You have to go back and ask yourself why Europeans created their unique organisation in the first place.

Before 1945, the people of the continent had spent centuries killing each other in the name of king, then country and – in some cases – both and that’s not to mention the wars of religion.

After the devastation and slaughter of World War Two, European leaders – especially in France and Germany – finally woke up to the fact that there must be a better of doing things and started building what has now become the European Union by creating a common market for coal and steel which quickly became the European Economic Community.

In so doing they were appealing to enlightened economic self-interest, but behind the project there was a more altruistic impulse too – to end the threat of war between Europeans by appealing to a sense of solidarity. The idea that what Europeans have in common is much more important than what divides them.

And like Araldite, the glue holding the EU together needs two elements to make a strong bond – that combination of enlightened self-interest and solidarity.

It’s this that has brought many benefits like the ability to live and work anywhere in the EU, something I took advantage of in the early 80s when I left recession-hit Britain to work in Italy – how things have changed, as you see when ordering your cappuccino or latte in a London coffee bar.

But the Europe-wide economic crisis of recent years has chipped away at the sense of solidarity underpinning the EU.

The Greek debt saga has both exposed and fuelled this.

Basically, the German government is unwilling to ask its taxpayers to write off the loans they’ve made to Greece to keep it afloat while it tries to find a way to pay its debts, a form of solidarity that’s called fiscal transfer in economist-speak.

And you can understand why Germans wouldn’t want to do this. After all, Greece has been living beyond its means for years and when borrowing became easier after it joined the Euro because of lower interest rates, Athens continued splurging.

On the other hand, German and other banks were happy to lend to Greece knowing it had a dodgy credit history. This is a country that’s struggled to remain solvent ever since independence in 1832.

It’s also important to point out that the Greek bailout in 2010 was also a bail out for those banks as EU governments, the European Central Bank and the International Monetary Fund basically took on the Greek debt.

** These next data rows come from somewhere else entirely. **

//! Revenue read model: totals over completed, non-refunded payments.

use std::collections::{BTreeMap, HashMap};
use std::sync::Arc;

use async_trait::async_trait;
use chrono::{DateTime, Utc};
use common::{AggregateId, CourseId};
use domain::{Aggregate, Money, PaymentTransaction, TransactionEvent, TransactionStatus};
use event_store::EventEnvelope;
use tokio::sync::RwLock;

use crate::projection::{Projection, ProjectionPosition};
use crate::read_model::ReadModel;
use crate::{ProjectionError, Result};

const TOP_COURSES: usize = 5;

#[derive(Debug, Clone, PartialEq, Eq)]
pub struct CourseRevenue {
    pub course_id: CourseId,
    pub course_title: String,
    pub enrollments: u64,
    pub revenue: Money,
}

#[derive(Debug, Clone, PartialEq, Eq)]
pub struct MonthlyRevenue {
    /// `YYYY-MM` of the payment's completion.
    pub month: String,
    pub transactions: u64,
    pub revenue: Money,
}

#[derive(Debug, Clone, PartialEq, Eq)]
pub struct RevenueStats {
    pub total_revenue: Money,
    pub total_transactions: u64,
    pub average_order_value: Money,
    pub top_courses: Vec<CourseRevenue>,
    pub revenue_by_month: Vec<MonthlyRevenue>,
}

#[derive(Debug, Clone)]
struct TransactionRow {
    course_id: CourseId,
    course_title: String,
    amount: Money,
    status: TransactionStatus,
    completed_at: Option<DateTime<Utc>>,
}

struct RevenueState {
    transactions: HashMap<AggregateId, TransactionRow>,
    position: ProjectionPosition,
}

impl RevenueState {
    fn new() -> Self {
        Self {
            transactions: HashMap::new(),
            position: ProjectionPosition::zero(),
        }
    }

    fn settled(&self) -> impl Iterator<Item = &TransactionRow> {
        self.transactions
            .values()
            .filter(|t| t.status == TransactionStatus::Completed)
    }
}

/// Read model view for payment statistics.
///
/// Only completed transactions count. A refund takes its transaction back
/// out of every total.
#[derive(Clone)]
pub struct RevenueView {
    state: Arc<RwLock<RevenueState>>,
}

impl RevenueView {
    pub fn new() -> Self {
        Self {
            state: Arc::new(RwLock::new(RevenueState::new())),
        }
    }

    pub async fn stats(&self) -> RevenueStats {
        let state = self.state.read().await;

        let mut total_revenue = Money::zero();
        let mut total_transactions = 0u64;
        let mut courses: HashMap<CourseId, CourseRevenue> = HashMap::new();
        let mut months: BTreeMap<String, MonthlyRevenue> = BTreeMap::new();

        for row in state.settled() {
            total_revenue += row.amount;
            total_transactions += 1;

            let course = courses
                .entry(row.course_id)
                .or_insert_with(|| CourseRevenue {
                    course_id: row.course_id,
                    course_title: row.course_title.clone(),
                    enrollments: 0,
                    revenue: Money::zero(),
                });
            course.enrollments += 1;
            course.revenue += row.amount;

            if let Some(completed_at) = row.completed_at {
                let month = completed_at.format("%Y-%m").to_string();
                let entry = months
                    .entry(month.clone())
                    .or_insert_with(|| MonthlyRevenue {
                        month,
                        transactions: 0,
                        revenue: Money::zero(),
                    });
                entry.transactions += 1;
                entry.revenue += row.amount;
            }
        }

        let mut top_courses: Vec<_> = courses.into_values().collect();
        top_courses.sort_by(|a, b| {
            b.enrollments
                .cmp(&a.enrollments)
                .then_with(|| b.revenue.cmp(&a.revenue))
                .then_with(|| a.course_title.cmp(&b.course_title))
        });
        top_courses.truncate(TOP_COURSES);

        RevenueStats {
            total_revenue,
            total_transactions,
            average_order_value: total_revenue.average_over(total_transactions),
            top_courses,
            revenue_by_month: months.into_values().collect(),
        }
    }

    pub async fn status_of(&self, transaction_id: AggregateId) -> Option<TransactionStatus> {
        self.state
            .read()
            .await
            .transactions
            .get(&transaction_id)
            .map(|t| t.status)
    }
}

impl Default for RevenueView {
    fn default() -> Self {
        Self::new()
    }
}

#[async_trait]
impl Projection for RevenueView {
    fn name(&self) -> &'static str {
        "RevenueView"
    }

    async fn handle(&self, event: &EventEnvelope) -> Result<()> {
        let mut state = self.state.write().await;
        state.position = state.position.advance();

        if !event.is_for(PaymentTransaction::aggregate_type()) {
            return Ok(());
        }

        let transaction_event: TransactionEvent = event
            .decode()
            .map_err(|e| ProjectionError::decode(event, e))?;
        let transaction_id = event.aggregate_id;

        match transaction_event {
            TransactionEvent::TransactionOpened(data) => {
                state.transactions.insert(
                    transaction_id,
                    TransactionRow {
                        course_id: data.course_id,
                        course_title: data.course_title,
                        amount: data.amount,
                        status: TransactionStatus::Pending,
                        completed_at: None,
                    },
                );
            }
            TransactionEvent::TransactionCompleted(data) => {
                if let Some(row) = state.transactions.get_mut(&transaction_id) {
                    row.status = TransactionStatus::Completed;
                    row.completed_at = Some(data.completed_at);
                }
            }
            TransactionEvent::TransactionFailed(_) => {
                if let Some(row) = state.transactions.get_mut(&transaction_id) {
                    row.status = TransactionStatus::Failed;
                }
            }
            TransactionEvent::TransactionRefunded(_) => {
                if let Some(row) = state.transactions.get_mut(&transaction_id) {
                    row.status = TransactionStatus::Refunded;
                }
            }
        }

        Ok(())
    }

    async fn position(&self) -> ProjectionPosition {
        self.state.read().await.position
    }

    async fn reset(&self) -> Result<()> {
        *self.state.write().await = RevenueState::new();
        Ok(())
    }
}

impl ReadModel for RevenueView {
    fn name(&self) -> &'static str {
        "RevenueView"
    }

    fn count(&self) -> usize {
        self.state
            .try_read()
            .map(|s| s.transactions.len())
            .unwrap_or(0)
    }
}

#[cfg(test)]
mod tests {
    use super::*;
    use common::StudentId;
    use domain::{DomainEvent, NewTransaction};
    use event_store::Version;

    fn envelope(id: AggregateId, version: i64, event: &TransactionEvent) -> EventEnvelope {
        EventEnvelope::builder()
            .aggregate_id(id)
            .aggregate_type("PaymentTransaction")
            .event_type(event.event_type())
            .version(Version::new(version))
            .payload(event)
            .unwrap()
            .build()
            .unwrap()
    }

    async fn pay(view: &RevenueView, course: CourseId, title: &str, units: i64) -> AggregateId {
        let transaction_id = AggregateId::new();
        let opened = PaymentTransaction::default()
            .open(&NewTransaction {
                transaction_id,
                enrollment_id: AggregateId::new(),
                student_id: StudentId::new(),
                course_id: course,
                course_title: title.to_string(),
                amount: Money::from_units(units),
                upi_id: "elearning@upi".to_string(),
            })
            .unwrap();
        view.handle(&envelope(transaction_id, 1, &opened[0]))
            .await
            .unwrap();
        view.handle(&envelope(transaction_id, 2, &TransactionEvent::completed()))
            .await
            .unwrap();
        transaction_id
    }

    #[tokio::test]
    async fn totals_and_average() {
        let view = RevenueView::new();
        let rust = CourseId::new();
        let go = CourseId::new();

        pay(&view, rust, "Rust", 500).await;
        pay(&view, rust, "Rust", 500).await;
        pay(&view, go, "Go", 299).await;

        let stats = view.stats().await;
        assert_eq!(stats.total_transactions, 3);
        assert_eq!(stats.total_revenue, Money::from_units(1299));
        assert_eq!(stats.average_order_value, Money::from_units(433));
        assert_eq!(stats.top_courses[0].course_id, rust);
        assert_eq!(stats.top_courses[0].enrollments, 2);
        assert_eq!(stats.revenue_by_month.len(), 1);
        assert_eq!(
            stats.revenue_by_month[0].month,
            Utc::now().format("%Y-%m").to_string()
        );
    }

    #[tokio::test]
    async fn refunds_and_pending_payments_are_excluded() {
        let view = RevenueView::new();
        let course = CourseId::new();

        let refunded = pay(&view, course, "Rust", 500).await;
        pay(&view, course, "Rust", 500).await;
        view.handle(&envelope(
            refunded,
            3,
            &TransactionEvent::refunded("duplicate charge"),
        ))
        .await
        .unwrap();

        let stats = view.stats().await;
        assert_eq!(stats.total_transactions, 1);
        assert_eq!(stats.total_revenue, Money::from_units(500));
        assert_eq!(
            view.status_of(refunded).await,
            Some(TransactionStatus::Refunded)
        );
    }

    #[tokio::test]
    async fn empty_stats() {
        let stats = RevenueView::new().stats().await;
        assert_eq!(stats.total_transactions, 0);
        assert_eq!(stats.average_order_value, Money::zero());
        assert!(stats.top_courses.is_empty());
    }
}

But this is a complex argument the German government for one is unwilling to make to its people, so they haven’t and instead blamed it all on profligate Greeks. So it’s not just the usual suspects of the nationalist and populist right like UKIP and Front National who are responsible.

Yet EU solidarity is not just being undermined by the Greek debt crisis

The influx of thousands of migrants crossing the Mediterranean from North Africa is also playing its part.

They are making for the nearest EU countries, mainly Italy and – by unfortunate coincidence – Greece, and they are struggling to cope with the numbers. The European Commission came up with a plan for all 28 countries to relieve the burden on Rome and Athens. After acrimonious talks, where calls for solidarity and responsibility were bandied about, most countries agreed to take a share of asylum-seekers, but some, including Britain, Denmark and Hungary, refused to play ball.

According to some in the room, Italy’s Prime Minister Renzi didn’t mince his words exclaiming at one point: “If this is your idea of Europe, you can keep it. Either there is solidarity, or you don’t waste our time”.

Which kind of sums it up.

If Europeans don’t rediscover the balance between self-interest and solidarity soon, the EU faces an existential threat at its core, which will make external challenges like a resurgent Russia and spill over from chaos in the Arab world look like local difficulties.

 

Ukraine – the crisis that hasn’t gone away

In case you had forgotten about it, the Ukraine conflict and the rift between Russia and the West are set to return to the headlines in the coming weeks.

A recent upsurge in fighting between pro-Russian rebels and Ukrainian government forces with their associated nationalist militia along with the looming deadline for renewal of EU sanctions on Russia guarantee the conflict will be taking column inches from the on-going battles in different parts of the Middle East and the tensions in the South China Sea.

Overall, the conflict has been in stalemate for the past few months.

But February’s Minsk 2 agreement between Kiev, Moscow, Berlin and Paris which called for a ceasefire, withdrawal of heavy weapons, prisoner releases and constitutional reform in Ukraine is now under increasing strain after rebels tried to push into territory west of their Donetsk stronghold.

The insurgents continue to receive support from Russia – both supplies and manpower. The status of the fighters may be disputed, with Moscow calling them volunteers and Kiev claiming Russian regulars are also involved, but there is no doubt Russia shows no sign of withdrawing its backing.

For its part, Kiev continues to get western backing – with American and British forces training Ukrainian troops and the EU and US maintaining their sanctions on Russia.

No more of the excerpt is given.